Monday, Nov. 29, 1999

Mark McKinnon

By James Carney

OCCUPATION Media adviser to G.O.P. presidential candidate George W. Bush

ULTIMATE GOAL To convince his fellow Democrats that Bush is a good guy

QUOTE "Bush is a Republican who's actually for things instead of against things"

Like many other Democrats, Mark McKinnon for a long time had little use for George W. Bush. A media consultant based in Austin, Texas, McKinnon had toiled for Democratic candidates for years, and once he nearly took a job with Bill Clinton. In 1990 he helped Ann Richards become Texas Governor, and he regarded her successor with partisan suspicion. But McKinnon, 44, was won over after a dinner with Bush in 1997. He went to work producing the TV ads for the Governor's landslide re-election campaign in 1998, and is now running Bush's media campaign for President.
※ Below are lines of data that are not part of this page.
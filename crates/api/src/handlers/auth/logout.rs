#![forbid(unsafe_code)]

use crate::server::{ApiResponse, HttpRequest, internal_error};
use om_storage::SqliteStore;
use serde_json::json;

pub(crate) fn logout(store: &mut SqliteStore, request: &HttpRequest) -> ApiResponse {
    let token = request.bearer.as_deref().unwrap_or("");
    match store.delete_session(token) {
        Ok(_) => ("200 OK", json!({ "message": "Déconnexion réussie" })),
        Err(err) => internal_error(err),
    }
}
#![forbid(unsafe_code)]

pub(crate) const MAX_PAGE_LIMIT: usize = 100;

/// Raw (undecoded) query parameter value. Empty values count as absent.
pub(crate) fn extract_query_param_raw(path: &str, key: &str) -> Option<String> {
    let (_, query) = path.split_once('?')?;
    for pair in query.split('&') {
        let mut parts = pair.splitn(2, '=');
        let name = parts.next().unwrap_or("");
        if name != key {
            continue;
        }
        let value = parts.next().unwrap_or("");
        if value.is_empty() {
            return None;
        }
        return Some(value.to_string());
    }
    None
}

/// Percent-decodes a query value; `+` reads as space. Over-long or
/// non-UTF-8 values are dropped.
pub(crate) fn decode_query_value(raw: &str) -> Option<String> {
    let trimmed = raw.trim();
    if trimmed.len() > 256 {
        return None;
    }
    let mut bytes = Vec::with_capacity(trimmed.len());
    let mut input = trimmed.bytes();
    while let Some(byte) = input.next() {
        match byte {
            b'+' => bytes.push(b' '),
            b'%' => {
                let hi = input.next().and_then(hex_digit)?;
                let lo = input.next().and_then(hex_digit)?;
                bytes.push((hi << 4) | lo);
            }
            other => bytes.push(other),
        }
    }
    String::from_utf8(bytes).ok()
}

fn hex_digit(byte: u8) -> Option<u8> {
    match byte {
        b'0'..=b'9' => Some(byte - b'0'),
        b'a'..=b'f' => Some(byte - b'a' + 10),
        b'A'..=b'F' => Some(byte - b'A' + 10),
        _ => None,
    }
}

pub(crate) fn query_param(path: &str, key: &str) -> Option<String> {
    extract_query_param_raw(path, key).and_then(|raw| decode_query_value(&raw))
}

pub(crate) fn page_param(path: &str) -> usize {
    query_param(path, "page")
        .and_then(|value| value.parse::<usize>().ok())
        .filter(|page| *page >= 1)
        .unwrap_or(1)
}

pub(crate) fn limit_param(path: &str, default: usize) -> usize {
    query_param(path, "limit")
        .and_then(|value| value.parse::<usize>().ok())
        .filter(|limit| *limit >= 1)
        .map(|limit| limit.min(MAX_PAGE_LIMIT))
        .unwrap_or(default)
}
McKinnon's party switch still appalls many Democratic friends. Paul Begala, a former Clinton adviser, attributes it to "a mid-life crisis." McKinnon prefers to call it "a mid-life awakening."

Bush's TV ads, which have begun airing in New Hampshire, Iowa and South Carolina, showcase McKinnon's fondness for retro black-and-white footage and jittery, MTV-style editing. McKinnon took an unconventional path to his current job: as a teenager, he ran away to Nashville, Tenn., with dreams of becoming a country-music star; he wrote songs under Kris Kristofferson's tutelage and almost had one of his numbers recorded by Elvis Presley. "But Elvis passed away," says McKinnon ruefully. On making the switch from music to politics, he observes, "I turned to show business for ugly people."